Task item
Search the entries below for "only". Report each line where it occurs.

[[ Extracted information open ]]

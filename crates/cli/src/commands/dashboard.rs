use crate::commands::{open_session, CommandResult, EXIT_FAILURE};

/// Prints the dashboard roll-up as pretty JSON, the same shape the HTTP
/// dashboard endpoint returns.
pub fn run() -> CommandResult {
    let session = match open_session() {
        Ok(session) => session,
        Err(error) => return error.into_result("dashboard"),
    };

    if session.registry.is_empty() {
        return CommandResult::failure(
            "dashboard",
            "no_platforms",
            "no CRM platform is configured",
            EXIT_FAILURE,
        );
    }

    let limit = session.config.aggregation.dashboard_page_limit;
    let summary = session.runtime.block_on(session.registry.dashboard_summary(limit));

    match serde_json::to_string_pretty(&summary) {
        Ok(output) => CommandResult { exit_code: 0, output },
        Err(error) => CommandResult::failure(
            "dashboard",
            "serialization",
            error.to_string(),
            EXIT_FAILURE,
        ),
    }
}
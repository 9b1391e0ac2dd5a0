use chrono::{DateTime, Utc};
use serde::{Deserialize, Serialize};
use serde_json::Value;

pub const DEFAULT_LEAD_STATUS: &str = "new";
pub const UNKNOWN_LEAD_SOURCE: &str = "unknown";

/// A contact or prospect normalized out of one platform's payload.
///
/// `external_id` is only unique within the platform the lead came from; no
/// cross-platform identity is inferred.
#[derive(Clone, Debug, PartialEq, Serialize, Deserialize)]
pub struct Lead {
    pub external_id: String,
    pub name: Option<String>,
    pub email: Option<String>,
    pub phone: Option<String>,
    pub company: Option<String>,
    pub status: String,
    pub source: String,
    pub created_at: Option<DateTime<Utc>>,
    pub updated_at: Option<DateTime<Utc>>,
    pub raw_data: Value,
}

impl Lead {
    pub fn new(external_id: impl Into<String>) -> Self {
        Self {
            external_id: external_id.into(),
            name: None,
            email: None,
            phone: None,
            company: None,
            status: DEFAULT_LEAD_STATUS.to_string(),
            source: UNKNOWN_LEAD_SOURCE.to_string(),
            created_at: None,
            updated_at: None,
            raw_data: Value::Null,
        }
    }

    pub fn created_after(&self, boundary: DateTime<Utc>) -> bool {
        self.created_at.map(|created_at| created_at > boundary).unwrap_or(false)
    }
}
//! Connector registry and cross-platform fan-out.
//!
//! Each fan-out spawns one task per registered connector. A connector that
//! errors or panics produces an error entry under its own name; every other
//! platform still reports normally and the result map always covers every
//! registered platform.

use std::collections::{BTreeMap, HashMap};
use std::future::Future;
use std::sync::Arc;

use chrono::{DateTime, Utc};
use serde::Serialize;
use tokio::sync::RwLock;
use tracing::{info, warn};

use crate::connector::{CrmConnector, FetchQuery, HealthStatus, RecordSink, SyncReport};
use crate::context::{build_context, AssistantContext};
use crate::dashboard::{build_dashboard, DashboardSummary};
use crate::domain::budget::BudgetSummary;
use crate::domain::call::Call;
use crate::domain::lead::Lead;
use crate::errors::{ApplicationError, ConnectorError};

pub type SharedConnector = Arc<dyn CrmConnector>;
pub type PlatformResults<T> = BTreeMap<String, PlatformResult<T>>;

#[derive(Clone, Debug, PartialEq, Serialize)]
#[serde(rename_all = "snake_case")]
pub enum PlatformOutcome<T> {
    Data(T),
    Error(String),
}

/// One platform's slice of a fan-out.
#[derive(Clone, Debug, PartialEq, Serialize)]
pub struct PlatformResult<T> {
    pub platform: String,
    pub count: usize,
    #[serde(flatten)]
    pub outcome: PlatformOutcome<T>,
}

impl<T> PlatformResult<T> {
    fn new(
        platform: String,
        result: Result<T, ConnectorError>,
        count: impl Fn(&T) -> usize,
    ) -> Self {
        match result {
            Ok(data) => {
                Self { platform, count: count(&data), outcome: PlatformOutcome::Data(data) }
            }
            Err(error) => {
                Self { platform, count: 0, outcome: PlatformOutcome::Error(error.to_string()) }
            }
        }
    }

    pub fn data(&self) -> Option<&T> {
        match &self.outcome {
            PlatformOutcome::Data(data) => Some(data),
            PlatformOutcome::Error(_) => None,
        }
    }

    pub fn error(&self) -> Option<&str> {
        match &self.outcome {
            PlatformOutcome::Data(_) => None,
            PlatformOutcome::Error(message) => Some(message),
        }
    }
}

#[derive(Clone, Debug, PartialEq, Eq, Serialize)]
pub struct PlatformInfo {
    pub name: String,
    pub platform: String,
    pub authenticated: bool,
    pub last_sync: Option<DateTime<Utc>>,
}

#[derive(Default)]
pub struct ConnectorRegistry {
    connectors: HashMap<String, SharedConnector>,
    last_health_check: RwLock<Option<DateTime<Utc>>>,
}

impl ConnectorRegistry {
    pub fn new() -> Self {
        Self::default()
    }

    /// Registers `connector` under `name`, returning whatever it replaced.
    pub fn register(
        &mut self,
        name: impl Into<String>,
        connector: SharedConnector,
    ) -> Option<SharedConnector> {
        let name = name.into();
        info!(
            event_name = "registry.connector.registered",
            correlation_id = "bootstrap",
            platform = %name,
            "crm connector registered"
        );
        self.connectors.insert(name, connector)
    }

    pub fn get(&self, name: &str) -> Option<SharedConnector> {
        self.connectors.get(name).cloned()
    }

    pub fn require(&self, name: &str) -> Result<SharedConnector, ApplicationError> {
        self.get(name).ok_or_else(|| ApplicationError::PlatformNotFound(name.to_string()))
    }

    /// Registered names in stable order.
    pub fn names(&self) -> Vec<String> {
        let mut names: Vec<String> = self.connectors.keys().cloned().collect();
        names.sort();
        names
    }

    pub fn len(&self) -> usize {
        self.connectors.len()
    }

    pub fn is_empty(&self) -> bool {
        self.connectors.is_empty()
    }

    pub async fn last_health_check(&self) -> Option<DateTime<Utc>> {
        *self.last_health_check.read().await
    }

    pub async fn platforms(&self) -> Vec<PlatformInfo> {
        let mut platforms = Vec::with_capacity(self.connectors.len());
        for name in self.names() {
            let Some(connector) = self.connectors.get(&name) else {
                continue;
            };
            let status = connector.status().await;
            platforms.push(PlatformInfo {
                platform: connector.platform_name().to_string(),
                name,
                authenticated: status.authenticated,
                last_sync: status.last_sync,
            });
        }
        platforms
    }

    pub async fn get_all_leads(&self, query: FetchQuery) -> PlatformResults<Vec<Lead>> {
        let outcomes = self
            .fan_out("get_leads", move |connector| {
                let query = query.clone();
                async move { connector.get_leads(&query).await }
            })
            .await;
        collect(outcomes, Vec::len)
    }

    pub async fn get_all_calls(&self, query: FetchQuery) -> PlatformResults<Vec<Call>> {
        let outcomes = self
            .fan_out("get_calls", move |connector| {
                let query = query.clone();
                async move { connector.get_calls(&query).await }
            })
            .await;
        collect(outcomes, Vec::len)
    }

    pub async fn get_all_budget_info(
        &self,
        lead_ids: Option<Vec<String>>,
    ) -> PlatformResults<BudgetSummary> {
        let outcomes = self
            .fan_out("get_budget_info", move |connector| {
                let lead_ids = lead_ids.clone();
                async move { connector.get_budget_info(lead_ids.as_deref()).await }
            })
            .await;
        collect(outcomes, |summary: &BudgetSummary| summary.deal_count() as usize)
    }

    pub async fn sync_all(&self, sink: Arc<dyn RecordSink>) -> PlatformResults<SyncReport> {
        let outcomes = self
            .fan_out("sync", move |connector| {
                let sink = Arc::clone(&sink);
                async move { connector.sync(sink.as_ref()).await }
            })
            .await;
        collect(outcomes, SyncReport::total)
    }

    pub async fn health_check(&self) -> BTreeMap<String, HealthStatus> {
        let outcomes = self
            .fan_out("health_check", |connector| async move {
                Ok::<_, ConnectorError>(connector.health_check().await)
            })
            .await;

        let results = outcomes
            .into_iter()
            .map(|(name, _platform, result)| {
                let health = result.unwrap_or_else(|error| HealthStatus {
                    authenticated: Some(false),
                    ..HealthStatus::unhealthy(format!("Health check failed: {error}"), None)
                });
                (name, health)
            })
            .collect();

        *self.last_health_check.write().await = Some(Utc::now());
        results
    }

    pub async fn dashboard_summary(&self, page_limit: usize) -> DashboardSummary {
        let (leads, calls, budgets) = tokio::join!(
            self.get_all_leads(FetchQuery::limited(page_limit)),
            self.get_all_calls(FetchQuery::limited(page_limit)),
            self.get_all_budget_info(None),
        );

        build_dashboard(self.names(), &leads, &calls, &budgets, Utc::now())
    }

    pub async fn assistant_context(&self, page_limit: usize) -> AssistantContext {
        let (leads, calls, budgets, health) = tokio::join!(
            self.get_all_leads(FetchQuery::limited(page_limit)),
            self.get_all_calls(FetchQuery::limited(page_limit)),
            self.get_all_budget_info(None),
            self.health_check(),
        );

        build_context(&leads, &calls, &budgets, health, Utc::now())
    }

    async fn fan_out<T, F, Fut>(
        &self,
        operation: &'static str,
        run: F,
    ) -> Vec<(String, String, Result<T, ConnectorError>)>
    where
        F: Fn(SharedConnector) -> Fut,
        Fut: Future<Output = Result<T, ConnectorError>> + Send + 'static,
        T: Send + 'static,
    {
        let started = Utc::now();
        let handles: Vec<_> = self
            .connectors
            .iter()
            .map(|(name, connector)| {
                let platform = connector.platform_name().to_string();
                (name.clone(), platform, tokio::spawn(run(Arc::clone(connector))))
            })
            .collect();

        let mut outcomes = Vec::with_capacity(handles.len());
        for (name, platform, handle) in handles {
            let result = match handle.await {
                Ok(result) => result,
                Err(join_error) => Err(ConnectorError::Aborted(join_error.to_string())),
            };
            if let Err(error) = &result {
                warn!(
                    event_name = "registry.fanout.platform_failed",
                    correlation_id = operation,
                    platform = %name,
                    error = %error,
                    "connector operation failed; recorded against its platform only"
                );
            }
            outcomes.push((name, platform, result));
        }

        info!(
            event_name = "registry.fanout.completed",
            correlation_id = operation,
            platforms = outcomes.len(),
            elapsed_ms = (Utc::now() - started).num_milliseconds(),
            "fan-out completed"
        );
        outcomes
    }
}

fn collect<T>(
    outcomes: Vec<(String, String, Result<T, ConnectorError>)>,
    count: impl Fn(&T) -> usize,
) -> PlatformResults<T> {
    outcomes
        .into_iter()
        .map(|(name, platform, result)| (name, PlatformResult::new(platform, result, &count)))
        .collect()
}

[[ Extracted information closed ]]

Output below
/// `external_id` is only unique within the platform the lead came from; no
                    "connector operation failed; recorded against its platform only"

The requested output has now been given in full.